仮に引きずっていたとしても、今は忘れることに決めた。落ち込むのはいつでもできるが【ビトウィーン・ザ・シーツ】の効果は今しかないのだ。
そのあたりのしたたかさがなければ、バーテンダーや魔術師などやっていられない。
「ここで提案なのですが、質問するのは時間交代制にするのはいかがかしら?」
その中で、フィアールカは提案する。
ツヅリとティストルは視線だけで続きを促した。
「私たちは協力者ですが、一から十まで秘密の共有をしているような仲ではありません。聞かれたくない質問もあるでしょう?」
「……そだね。確かにその方が、気は楽だと思う」
その提案に、ツヅリはすぐに賛同した。断る理由もなかったからだ。ティストルも、賛同の意思を示す。

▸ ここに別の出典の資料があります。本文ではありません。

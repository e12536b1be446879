//! Bracket classification and line rewriting.
//!
//! A line is scanned left to right. At each position the span shapes are
//! tried in a fixed precedence order and the first one that matches wins:
//!
//! 1. round brackets, optionally preceded by spaces: `  (content)`
//! 2. square brackets inside straight double quotes: `"text [x] text"`
//! 3. square brackets inside curly double quotes: `“text [x] text”`
//! 4. square brackets, optionally preceded by spaces: `  [content]`
//!
//! Round spans whose content is a URL and square spans that are neither
//! quoted nor exempt become footnote markers `[n]`. Everything else is copied
//! through untouched. Scanning resumes after the end of each span, so
//! substituted text is never looked at again.

use std::borrow::Cow;
use std::ops::Range;

use crate::references::ReferenceTable;
use crate::uri::is_url;

/// Square-bracket contents that are editorial markers, never citations.
pub const EXEMPT_MARKERS: &[&str] = &["sic", "sic!"];

const LEFT_CURLY_QUOTE: char = '\u{201c}';
const RIGHT_CURLY_QUOTE: char = '\u{201d}';

/// Classification of a bracketed span.
#[derive(Debug, Clone, Copy, PartialEq, Eq)]
pub enum SpanKind {
    /// Round brackets holding an absolute URL.
    UrlRound,
    /// Round brackets holding anything else.
    PlainRound,
    /// Square brackets inside straight double quotes.
    QuotedSquareStraight,
    /// Square brackets inside curly double quotes.
    QuotedSquareCurly,
    /// Square brackets holding a citation or note.
    PlainSquare,
    /// Square brackets holding an exempt marker such as `sic`.
    ExemptSquare,
}

impl SpanKind {
    /// Whether spans of this kind are replaced by a footnote marker.
    #[must_use]
    pub fn is_citation(self) -> bool {
        matches!(self, Self::UrlRound | Self::PlainSquare)
    }
}

/// A classified bracket span within a line.
#[derive(Debug, Clone, PartialEq, Eq)]
pub struct BracketSpan<'a> {
    pub kind: SpanKind,
    /// Byte range of the whole match, including leading spaces and quotes.
    pub range: Range<usize>,
    /// Text between the brackets.
    pub interior: &'a str,
}

/// A citation that resolved to a number already handed out earlier.
#[derive(Debug, Clone, PartialEq, Eq)]
pub struct Repeat<'a> {
    pub number: usize,
    pub key: &'a str,
}

/// Output of [`rewrite_line`].
#[derive(Debug)]
pub struct Rewrite<'a> {
    /// The rewritten line; borrowed when nothing changed.
    pub text: Cow<'a, str>,
    /// Citations on this line whose text had been cited before.
    pub repeats: Vec<Repeat<'a>>,
}

/// Find the first bracket span starting at or after byte offset `from`.
///
/// `from` must lie on a char boundary.
#[must_use]
pub fn find_next_span(line: &str, from: usize) -> Option<BracketSpan<'_>> {
    let rest = line.get(from..)?;
    rest.char_indices()
        .find_map(|(offset, _)| span_at(line, from + offset))
}

/// Try every span shape at `pos` in precedence order.
fn span_at(line: &str, pos: usize) -> Option<BracketSpan<'_>> {
    if let Some((end, interior)) = match_delimited(line, pos, '(', ')') {
        let kind = if is_url(interior) {
            SpanKind::UrlRound
        } else {
            SpanKind::PlainRound
        };
        return Some(BracketSpan {
            kind,
            range: pos..end,
            interior,
        });
    }

    if let Some((end, interior)) = match_quoted(line, pos, &STRAIGHT_QUOTES) {
        return Some(BracketSpan {
            kind: SpanKind::QuotedSquareStraight,
            range: pos..end,
            interior,
        });
    }

    if let Some((end, interior)) = match_quoted(line, pos, &CURLY_QUOTES) {
        return Some(BracketSpan {
            kind: SpanKind::QuotedSquareCurly,
            range: pos..end,
            interior,
        });
    }

    if let Some((end, interior)) = match_delimited(line, pos, '[', ']') {
        let kind = if EXEMPT_MARKERS.contains(&interior) {
            SpanKind::ExemptSquare
        } else {
            SpanKind::PlainSquare
        };
        return Some(BracketSpan {
            kind,
            range: pos..end,
            interior,
        });
    }

    None
}

/// Match `[ ]*<open>[^<open><close>]*<close>` at `pos`.
///
/// Returns the end offset of the match and the interior text.
fn match_delimited(line: &str, pos: usize, open: char, close: char) -> Option<(usize, &str)> {
    let after_spaces = pos + count_leading_spaces(&line[pos..]);
    let rest = line[after_spaces..].strip_prefix(open)?;
    let interior_start = after_spaces + open.len_utf8();

    let stop = rest.find([open, close])?;
    if !rest[stop..].starts_with(close) {
        return None;
    }

    let interior_end = interior_start + stop;
    Some((
        interior_end + close.len_utf8(),
        &line[interior_start..interior_end],
    ))
}

/// Characters that delimit a quotation around an editorial bracket.
struct QuoteStyle {
    open: char,
    close: char,
    /// Characters that may not appear between the opening quote and `[`.
    prefix_stops: &'static [char],
    /// Characters that may not appear between `[` and `]`.
    interior_stops: &'static [char],
}

const STRAIGHT_QUOTES: QuoteStyle = QuoteStyle {
    open: '"',
    close: '"',
    prefix_stops: &['"', '['],
    interior_stops: &['"', ']'],
};

const CURLY_QUOTES: QuoteStyle = QuoteStyle {
    open: LEFT_CURLY_QUOTE,
    close: RIGHT_CURLY_QUOTE,
    prefix_stops: &[LEFT_CURLY_QUOTE, RIGHT_CURLY_QUOTE, '['],
    interior_stops: &[RIGHT_CURLY_QUOTE, ']'],
};

/// Match a quotation holding one square-bracketed insertion at `pos`:
/// open quote, text, `[`, non-empty interior, `]`, text, close quote.
fn match_quoted<'a>(line: &'a str, pos: usize, style: &QuoteStyle) -> Option<(usize, &'a str)> {
    let after_open = line[pos..].strip_prefix(style.open)?;
    let mut cursor = pos + style.open.len_utf8();

    let prefix_len = after_open.find(style.prefix_stops)?;
    if !after_open[prefix_len..].starts_with('[') {
        return None;
    }
    cursor += prefix_len + 1;

    let interior_len = line[cursor..].find(style.interior_stops)?;
    if interior_len == 0 || !line[cursor + interior_len..].starts_with(']') {
        return None;
    }
    let interior = &line[cursor..cursor + interior_len];
    cursor += interior_len + 1;

    let suffix_len = line[cursor..].find(style.close)?;
    Some((cursor + suffix_len + style.close.len_utf8(), interior))
}

fn count_leading_spaces(s: &str) -> usize {
    s.bytes().take_while(|&b| b == b' ').count()
}

/// Rewrite one line, replacing citations with footnote markers.
///
/// New citations are added to `table`. Lines without any citation are
/// returned borrowed and unchanged.
pub fn rewrite_line<'a>(line: &'a str, table: &mut ReferenceTable) -> Rewrite<'a> {
    let mut out = String::new();
    let mut copied = 0;
    let mut cursor = 0;
    let mut repeats = Vec::new();

    while let Some(span) = find_next_span(line, cursor) {
        cursor = span.range.end;
        if !span.kind.is_citation() {
            continue;
        }

        let lookup = table.lookup_or_insert(span.interior);
        if !lookup.is_new {
            repeats.push(Repeat {
                number: lookup.number,
                key: span.interior,
            });
        }

        out.push_str(&line[copied..span.range.start]);
        out.push_str(&footnote_marker(lookup.number));
        copied = span.range.end;
    }

    let text = if copied == 0 {
        Cow::Borrowed(line)
    } else {
        out.push_str(&line[copied..]);
        Cow::Owned(out)
    };

    Rewrite { text, repeats }
}

/// Format a footnote marker: `[n]`.
#[must_use]
pub fn footnote_marker(number: usize) -> String {
    format!("[{number}]")
}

「……私はあまり気にしませんが、お二人はその方が良いのなら」
「では決まりということで」
三人の意思は統一され、静かにルールが定まった。
【ビトウィーン・ザ・シーツ】の効果時間は恐らく十五分ほど。既に三分ほど経過してしまったので、一人の持ち時間は四分足らず。できる質問はそう多くない。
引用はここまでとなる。